Конечно, сообразил! Юнге Загадкину да не сообразить! Но если научный работник шутит, почему и мне не пошутить? Моряки шутку любят…
Сделал я непонятливое лицо, спрашиваю, будто ни о чем не догадываясь:
— А как ведут себя истопники ваши? Не жалуетесь на их работу?
— Истопники безотказные — круглые сутки из года в год работают, ни выходных дней, ни смены не просят, да и в зарплате не нуждаются. Правда, постоянный присмотр за ними требуется: как бы не набедокурили. Безобразничать они иногда любят, но это, пожалуй, простить можно: работенки тяжелой много, надо ж истопникам душу отвести… Но к ним хорошие смотрители приставлены. Вот мой сосед как раз таким смотрителем работает…
Тот, который на стужу жаловался, поддакивает:
— Верно, бывает балуют истопники. Обычно-то они спокойны, молча трубки свои покуривают — это излюбленное их занятие, — но порой найдет на них, расшумятся, пепел из трубок начнут вытряхивать, камнями кидаться, нередко на людей горячим тестом плескать. Теста этого у них в избытке. Как разойдутся, целыми потоками его выливают. Но мы привыкли за истопниками смотреть, характеры их узнали. За несколько дней наперед угадываем, когда они баловать начнут — куда камни будут швырять, куда тесто выплескивать. Тогда мы окрестный народ предупреждаем, чтобы поостерегся, пока истопники не уймутся. На их горячем тесте мы даже кататься научились. Течет оно быстро, а мы вскакиваем на него, проезжаем несколько километров, пробуем тесто…

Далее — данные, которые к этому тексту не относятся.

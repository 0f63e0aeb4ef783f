use std::sync::Arc;

use anyhow::{Context, Result};
use async_trait::async_trait;
use reqwest::{Client, Response};
use serde::de::DeserializeOwned;
use shared::{
    domain::{
        DirectPairKey, DirectThread, Message, MessageId, MessageScope, MessageUpdate, ThreadId,
        ThreadInsert, UserId,
    },
    error::{ApiError, ApiException, ErrorCode},
    protocol::{
        DataChange, EditMessageRequest, InsertParticipantsRequest, InsertThreadRequest,
        ListMessagesQuery, SendMessageRequest, SharedThreadsRequest, ThreadSummary,
        ToggleReactionRequest, Topic,
    },
};
use storage::Storage;

use crate::bus::LocalHub;

/// Message reads and writes on behalf of `actor`.
#[async_trait]
pub trait MessagePersistence: Send + Sync {
    async fn insert_message(
        &self,
        actor: UserId,
        scope: MessageScope,
        content: &str,
        parent_message_id: Option<MessageId>,
    ) -> Result<Message>;
    /// Newest first, soft-deleted rows excluded.
    async fn query_messages(
        &self,
        actor: UserId,
        scope: MessageScope,
        limit: u32,
        offset: u32,
    ) -> Result<Vec<Message>>;
    async fn update_message(
        &self,
        actor: UserId,
        message_id: MessageId,
        update: MessageUpdate,
    ) -> Result<Message>;
    async fn toggle_reaction(
        &self,
        actor: UserId,
        message_id: MessageId,
        emoji: &str,
    ) -> Result<Message>;
}

#[async_trait]
pub trait ThreadPersistence: Send + Sync {
    async fn query_participant_threads(&self, user_id: UserId) -> Result<Vec<ThreadId>>;
    async fn query_threads_with_participant(
        &self,
        thread_ids: &[ThreadId],
        user_id: UserId,
    ) -> Result<Vec<ThreadId>>;
    async fn insert_direct_thread(&self, pair: DirectPairKey) -> Result<ThreadInsert>;
    async fn insert_participants(&self, thread_id: ThreadId, user_ids: &[UserId]) -> Result<()>;
    async fn list_threads(&self, user_id: UserId) -> Result<Vec<DirectThread>>;
}

fn not_found(message_id: MessageId) -> anyhow::Error {
    ApiException::new(ErrorCode::NotFound, format!("message {message_id} not found")).into()
}

#[async_trait]
impl MessagePersistence for Storage {
    async fn insert_message(
        &self,
        actor: UserId,
        scope: MessageScope,
        content: &str,
        parent_message_id: Option<MessageId>,
    ) -> Result<Message> {
        Storage::insert_message(self, scope, actor, content, parent_message_id).await
    }

    async fn query_messages(
        &self,
        _actor: UserId,
        scope: MessageScope,
        limit: u32,
        offset: u32,
    ) -> Result<Vec<Message>> {
        self.list_messages(scope, limit, offset).await
    }

    async fn update_message(
        &self,
        _actor: UserId,
        message_id: MessageId,
        update: MessageUpdate,
    ) -> Result<Message> {
        Storage::update_message(self, message_id, &update)
            .await?
            .ok_or_else(|| not_found(message_id))
    }

    async fn toggle_reaction(
        &self,
        actor: UserId,
        message_id: MessageId,
        emoji: &str,
    ) -> Result<Message> {
        Storage::toggle_reaction(self, message_id, actor, emoji)
            .await?
            .ok_or_else(|| not_found(message_id))
    }
}

#[async_trait]
impl ThreadPersistence for Storage {
    async fn query_participant_threads(&self, user_id: UserId) -> Result<Vec<ThreadId>> {
        self.participant_thread_ids(user_id).await
    }

    async fn query_threads_with_participant(
        &self,
        thread_ids: &[ThreadId],
        user_id: UserId,
    ) -> Result<Vec<ThreadId>> {
        self.threads_with_participant(thread_ids, user_id).await
    }

    async fn insert_direct_thread(&self, pair: DirectPairKey) -> Result<ThreadInsert> {
        Storage::insert_direct_thread(self, pair).await
    }

    async fn insert_participants(&self, thread_id: ThreadId, user_ids: &[UserId]) -> Result<()> {
        Storage::insert_participants(self, thread_id, user_ids).await
    }

    async fn list_threads(&self, user_id: UserId) -> Result<Vec<DirectThread>> {
        self.list_threads_for_user(user_id).await
    }
}

/// Storage plus an in-process hub: every committed write is echoed on the
/// scope's topic the way the server does it.
#[derive(Clone)]
pub struct EmbeddedBackend {
    storage: Storage,
    hub: Arc<LocalHub>,
}

impl EmbeddedBackend {
    pub fn new(storage: Storage, hub: Arc<LocalHub>) -> Self {
        Self { storage, hub }
    }

    pub fn storage(&self) -> &Storage {
        &self.storage
    }

    fn echo(&self, change: DataChange, scope: MessageScope) {
        self.hub.publish_data(Topic::messages(scope), change);
    }
}

#[async_trait]
impl MessagePersistence for EmbeddedBackend {
    async fn insert_message(
        &self,
        actor: UserId,
        scope: MessageScope,
        content: &str,
        parent_message_id: Option<MessageId>,
    ) -> Result<Message> {
        let message = MessagePersistence::insert_message(
            &self.storage,
            actor,
            scope,
            content,
            parent_message_id,
        )
        .await?;
        self.echo(DataChange::Insert(message.clone()), scope);
        Ok(message)
    }

    async fn query_messages(
        &self,
        actor: UserId,
        scope: MessageScope,
        limit: u32,
        offset: u32,
    ) -> Result<Vec<Message>> {
        self.storage.query_messages(actor, scope, limit, offset).await
    }

    async fn update_message(
        &self,
        actor: UserId,
        message_id: MessageId,
        update: MessageUpdate,
    ) -> Result<Message> {
        let message =
            MessagePersistence::update_message(&self.storage, actor, message_id, update).await?;
        self.echo(DataChange::Update(message.clone()), message.scope);
        Ok(message)
    }

    async fn toggle_reaction(
        &self,
        actor: UserId,
        message_id: MessageId,
        emoji: &str,
    ) -> Result<Message> {
        let message =
            MessagePersistence::toggle_reaction(&self.storage, actor, message_id, emoji).await?;
        self.echo(DataChange::Update(message.clone()), message.scope);
        Ok(message)
    }
}

#[async_trait]
impl ThreadPersistence for EmbeddedBackend {
    async fn query_participant_threads(&self, user_id: UserId) -> Result<Vec<ThreadId>> {
        self.storage.query_participant_threads(user_id).await
    }

    async fn query_threads_with_participant(
        &self,
        thread_ids: &[ThreadId],
        user_id: UserId,
    ) -> Result<Vec<ThreadId>> {
        self.storage
            .query_threads_with_participant(thread_ids, user_id)
            .await
    }

    async fn insert_direct_thread(&self, pair: DirectPairKey) -> Result<ThreadInsert> {
        ThreadPersistence::insert_direct_thread(&self.storage, pair).await
    }

    async fn insert_participants(&self, thread_id: ThreadId, user_ids: &[UserId]) -> Result<()> {
        ThreadPersistence::insert_participants(&self.storage, thread_id, user_ids).await
    }

    async fn list_threads(&self, user_id: UserId) -> Result<Vec<DirectThread>> {
        self.storage.list_threads(user_id).await
    }
}

/// Persistence over the server's REST routes.
#[derive(Clone)]
pub struct HttpPersistence {
    http: Client,
    base_url: String,
}

impl HttpPersistence {
    pub fn new(base_url: impl Into<String>) -> Self {
        Self::with_client(Client::new(), base_url)
    }

    pub fn with_client(http: Client, base_url: impl Into<String>) -> Self {
        let base_url = base_url.into().trim_end_matches('/').to_string();
        Self { http, base_url }
    }

    fn url(&self, path: &str) -> String {
        format!("{}{path}", self.base_url)
    }
}

/// Decodes a success body, or lifts the server's `ApiError` into an
/// [`ApiException`] so callers can classify it.
pub(crate) async fn decode_response<T: DeserializeOwned>(response: Response) -> Result<T> {
    let status = response.status();
    if status.is_success() {
        return response
            .json::<T>()
            .await
            .context("failed to decode response body");
    }
    let body = response.text().await.unwrap_or_default();
    let api_error = serde_json::from_str::<ApiError>(&body).unwrap_or_else(|_| {
        let code = match status.as_u16() {
            400 => ErrorCode::Validation,
            401 => ErrorCode::Unauthorized,
            403 => ErrorCode::Forbidden,
            404 => ErrorCode::NotFound,
            409 => ErrorCode::Conflict,
            502 => ErrorCode::Provider,
            503 => ErrorCode::Unavailable,
            _ => ErrorCode::Internal,
        };
        ApiError::new(code, format!("request failed with status {status}: {body}"))
    });
    Err(ApiException::from(api_error).into())
}

#[async_trait]
impl MessagePersistence for HttpPersistence {
    async fn insert_message(
        &self,
        actor: UserId,
        scope: MessageScope,
        content: &str,
        parent_message_id: Option<MessageId>,
    ) -> Result<Message> {
        let response = self
            .http
            .post(self.url("/messages"))
            .json(&SendMessageRequest {
                scope,
                user_id: actor,
                content: content.to_string(),
                parent_message_id,
            })
            .send()
            .await
            .context("failed to send message")?;
        decode_response(response).await
    }

    async fn query_messages(
        &self,
        actor: UserId,
        scope: MessageScope,
        limit: u32,
        offset: u32,
    ) -> Result<Vec<Message>> {
        let response = self
            .http
            .get(self.url("/messages"))
            .query(&ListMessagesQuery {
                scope,
                user_id: actor,
                limit: Some(limit),
                offset: Some(offset),
            })
            .send()
            .await
            .context("failed to fetch messages")?;
        decode_response(response).await
    }

    async fn update_message(
        &self,
        actor: UserId,
        message_id: MessageId,
        update: MessageUpdate,
    ) -> Result<Message> {
        let url = self.url(&format!("/messages/{}", message_id.0));
        let request = match update {
            MessageUpdate::Edit { content, .. } => self.http.patch(url).json(&EditMessageRequest {
                user_id: actor,
                content,
            }),
            MessageUpdate::SoftDelete { .. } => {
                self.http.delete(url).query(&[("user_id", actor.0)])
            }
        };
        let response = request.send().await.context("failed to update message")?;
        decode_response(response).await
    }

    async fn toggle_reaction(
        &self,
        actor: UserId,
        message_id: MessageId,
        emoji: &str,
    ) -> Result<Message> {
        let response = self
            .http
            .post(self.url(&format!("/messages/{}/reactions", message_id.0)))
            .json(&ToggleReactionRequest {
                user_id: actor,
                emoji: emoji.to_string(),
            })
            .send()
            .await
            .context("failed to toggle reaction")?;
        decode_response(response).await
    }
}

#[async_trait]
impl ThreadPersistence for HttpPersistence {
    async fn query_participant_threads(&self, user_id: UserId) -> Result<Vec<ThreadId>> {
        let response = self
            .http
            .get(self.url(&format!("/dms/participants/{}/threads", user_id.0)))
            .send()
            .await
            .context("failed to fetch participant threads")?;
        decode_response(response).await
    }

    async fn query_threads_with_participant(
        &self,
        thread_ids: &[ThreadId],
        user_id: UserId,
    ) -> Result<Vec<ThreadId>> {
        let response = self
            .http
            .post(self.url("/dms/threads/shared"))
            .json(&SharedThreadsRequest {
                thread_ids: thread_ids.to_vec(),
                user_id,
            })
            .send()
            .await
            .context("failed to query shared threads")?;
        decode_response(response).await
    }

    async fn insert_direct_thread(&self, pair: DirectPairKey) -> Result<ThreadInsert> {
        let response = self
            .http
            .post(self.url("/dms/threads"))
            .json(&InsertThreadRequest {
                user_ids: pair.members(),
            })
            .send()
            .await
            .context("failed to insert direct thread")?;
        decode_response(response).await
    }

    async fn insert_participants(&self, thread_id: ThreadId, user_ids: &[UserId]) -> Result<()> {
        let response = self
            .http
            .post(self.url(&format!("/dms/threads/{}/participants", thread_id.0)))
            .json(&InsertParticipantsRequest {
                user_ids: user_ids.to_vec(),
            })
            .send()
            .await
            .context("failed to insert thread participants")?;
        decode_response::<serde_json::Value>(response).await?;
        Ok(())
    }

    async fn list_threads(&self, user_id: UserId) -> Result<Vec<DirectThread>> {
        let response = self
            .http
            .get(self.url("/dms/threads"))
            .query(&[("user_id", user_id.0)])
            .send()
            .await
            .context("failed to list threads")?;
        let summaries: Vec<ThreadSummary> = decode_response(response).await?;
        Ok(summaries.into_iter().map(|summary| summary.thread).collect())
    }
}

#[cfg(test)]
#[path = "tests/persistence_tests.rs"]
mod tests;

— Это что ж, развлечение у вас такое?
— Не совсем развлечение, а катаемся. Доведется быть в наших краях — милости просим в гости. Всё покажем — и истопников, и кипятковые речки, и на горячем тесте кататься обучим…
Поблагодарил я научных работников за приглашение, беседой с ними весьма доволен остался. Они обо мне слышали, знали, что юнга Загадкин из-за своего любопытства не раз впросак попадал, и решили подшутить надо мной. Но я их замысел разгадал, не поддался! А вот что под землей готовую котельную для электростанции нашли, что на горячем тесте кататься можно и время буйства истопников за несколько дней угадывать, известно мне не было.
Это и есть те необычные новости, о которых в начале рассказа упомянул…
Гудок над бухтой
У бетонной пристани стояли под погрузкой торговые шхуны, поодаль покачивались на воде рыбацкие парусники. Небольшой пляж возле городка был полон детворы. Ребятишки бежали навстречу приливной волне, бросались на ее гребень, и волна несла их обратно к пляжу.
Едва мы пришвартовались и капитан, сойдя на берег, скрылся в пристанском здании, увенчанном вышкой с флюгерами, как над бухтой зазвучал пронзительный, резкий гудок.
Советские корабли — не частые гости в этой далекой бухте. Я подумал, что гудок приветствует появление нашего судна, и с гордостью посмотрел на родной флаг, реявший на корме. Однако голос гудка мне не понравился: в нем было что-то тревожное, раздражающее. Не походил гудок и на сигнал о начале или окончании работы — он длился и длился, будто его забыли остановить.